Com algumas poupanças que a cantora tinha de parte e com a ajuda de amigos entendidos no assunto, surge assim a “Lucy Moda – Loja Online”. A loja de roupa e acessórios online com o nome da vocalista, tem artigos para homem e mulher e também para criança, tem feito sucesso e já conseguiu alcançar clientes de norte a sul do país e além-fronteiras. É através da Lucy Moda que a cantora tem preenchido os seus dias e ganho um dinheiro extra para sobreviver em tempos mais difíceis como este.

Quem teve a mesma ideia foi a bailarina Inês Rocha, que pôs mãos à obra e criou um plano B para a sua vida profissional com as poupanças que tinha de parte. “Tendo em conta que tenho uma filha e gasto muito dinheiro, tive de me reinventar e criar a minha lojinha de roupa online e dedicar-me a ela a 100%”, confessa Inês Rocha. “Apostei todas as poupanças que tinha, agora sou obrigada a ter de as recuperar se futuramente voltar a ter de precisar”, acrescenta.
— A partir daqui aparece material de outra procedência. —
//! REST and streaming endpoint handlers.

use std::collections::HashMap;
use std::convert::Infallible;
use std::sync::{Arc, Mutex, PoisonError};

use axum::Json;
use axum::body::Body;
use axum::extract::{Path, State};
use axum::http::{StatusCode, header};
use axum::response::{IntoResponse, Response};
use futures::StreamExt;
use hearth_rs::api::{KeepaliveConfig, StreamEvent, with_keepalive};
use hearth_rs::context::{PolicyTier, Session, SessionFactory};
use hearth_rs::prelude::TurnRunner;
use hearth_rs::suspension::{Responses, SubmitOutcome, SuspensionStore};
use serde::Deserialize;
use serde_json::json;
use tracing::{debug, info};

/// Open sessions by thread id.
///
/// A thread keeps the tier it was first opened with; compaction records live
/// on the session, so the same `Session` serves every turn of a thread.
pub struct Sessions {
    factory: SessionFactory,
    open: Mutex<HashMap<String, Arc<Session>>>,
}

impl Sessions {
    pub fn new(factory: SessionFactory) -> Self {
        Self {
            factory,
            open: Mutex::new(HashMap::new()),
        }
    }

    pub fn get_or_open(&self, thread_id: &str, tier: &PolicyTier) -> Arc<Session> {
        let mut open = self.open.lock().unwrap_or_else(PoisonError::into_inner);
        if let Some(session) = open.get(thread_id) {
            return session.clone();
        }
        debug!(thread = thread_id, ?tier, open = open.len() + 1, "Opening session");
        let session = Arc::new(self.factory.session(thread_id, tier));
        open.insert(thread_id.to_string(), session.clone());
        session
    }
}

/// Shared application state passed to all handlers via axum's `State` extractor.
#[derive(Clone)]
pub struct AppState {
    pub suspensions: SuspensionStore,
    pub sessions: Arc<Sessions>,
    pub runner: TurnRunner,
    pub keepalive: KeepaliveConfig,
    /// Tier for threads whose first request names none.
    pub tier: PolicyTier,
}

impl AppState {
    pub fn new(runner: TurnRunner, factory: SessionFactory, suspensions: SuspensionStore) -> Self {
        Self {
            suspensions,
            sessions: Arc::new(Sessions::new(factory)),
            runner,
            keepalive: KeepaliveConfig::default(),
            tier: PolicyTier::Standard,
        }
    }

    pub fn with_keepalive(mut self, keepalive: KeepaliveConfig) -> Self {
        self.keepalive = keepalive;
        self
    }

    pub fn with_tier(mut self, tier: PolicyTier) -> Self {
        self.tier = tier;
        self
    }
}

// ── Suspension ─────────────────────────────────────────────────────

/// Request body for POST /ask-user/{group_id}/respond.
#[derive(Deserialize)]
pub struct RespondRequest {
    pub responses: Responses,
}

/// POST /ask-user/{group_id}/respond: submit answers for a question group.
///
/// 200 when accepted, 404 for an unknown group, 410 when the group was
/// already answered.
pub async fn post_responses(
    State(app): State<AppState>,
    Path(group_id): Path<String>,
    Json(body): Json<RespondRequest>,
) -> (StatusCode, Json<serde_json::Value>) {
    match app.suspensions.submit_responses(&group_id, body.responses) {
        SubmitOutcome::Accepted => (StatusCode::OK, Json(json!({"status": "accepted"}))),
        SubmitOutcome::UnknownGroup => (
            StatusCode::NOT_FOUND,
            Json(json!({"status": "unknown_group", "group_id": group_id})),
        ),
        SubmitOutcome::AlreadyAnswered => (
            StatusCode::GONE,
            Json(json!({"status": "already_answered", "group_id": group_id})),
        ),
    }
}

/// GET /ask-user/{group_id}: the pending group, or 404 once answered or gone.
pub async fn get_question_group(State(app): State<AppState>, Path(group_id): Path<String>) -> Response {
    match app.suspensions.pending(&group_id) {
        Some(group) => Json(group).into_response(),
        None => StatusCode::NOT_FOUND.into_response(),
    }
}

// ── Turns ──────────────────────────────────────────────────────────

/// Request body for POST /threads/{thread_id}/turns.
#[derive(Deserialize)]
pub struct TurnRequest {
    pub message: String,
    /// Tier for a thread's first turn. Ignored once the thread is open.
    #[serde(default)]
    pub tier: Option<PolicyTier>,
}

/// POST /threads/{thread_id}/turns: run a turn and stream its events.
///
/// The body is `application/x-ndjson`, one [`StreamEvent`] per line, with
/// keepalive lines while the turn is quiet. A failed turn ends with an
/// `error` line.
pub async fn post_turn(
    State(app): State<AppState>,
    Path(thread_id): Path<String>,
    Json(body): Json<TurnRequest>,
) -> Response {
    if body.message.trim().is_empty() {
        return (
            StatusCode::BAD_REQUEST,
            Json(json!({"error": "message must not be empty"})),
        )
            .into_response();
    }

    let tier = body.tier.unwrap_or_else(|| app.tier.clone());
    let session = app.sessions.get_or_open(&thread_id, &tier);
    info!(thread = %thread_id, "Starting turn");

    let events = with_keepalive(app.runner.run(session, body.message), app.keepalive.clone());
    let lines = events.map(|event| {
        let line = match event {
            Ok(event) => event.to_ndjson_line(),
            Err(e) => StreamEvent::Error {
                message: e.to_string(),
            }
            .to_ndjson_line(),
        };
        Ok::<_, Infallible>(line)
    });

    (
        [(header::CONTENT_TYPE, "application/x-ndjson")],
        Body::from_stream(lines),
    )
        .into_response()
}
A “irfashion4kids” é o novo projeto profissional da bailarina, onde vende roupa e acessórios para crianças.

Criar novos projetos e ter de se reinventar pode ser o início da esperança para alguns artistas verem a sua vida recuperada ou, no mínimo, poderem ter algo com que se sentir realizados, tanto a nível pessoal, como profissional. Nem todos têm a possibilidade de poder ver isso acontecer, como é o caso de Ana Tavares, que tem passado por momentos difíceis depois de ter perdido tanta coisa com a pandemia, mas que se mostra esperançosa e com motivação para trabalhar e começar a construir um futuro risonho.

O mundo viu os seus artistas a perder imenso com a situação atual, mas há algo que os artistas não perdem de forma nenhuma: a vontade de voltar e entreter o público da melhor forma possível.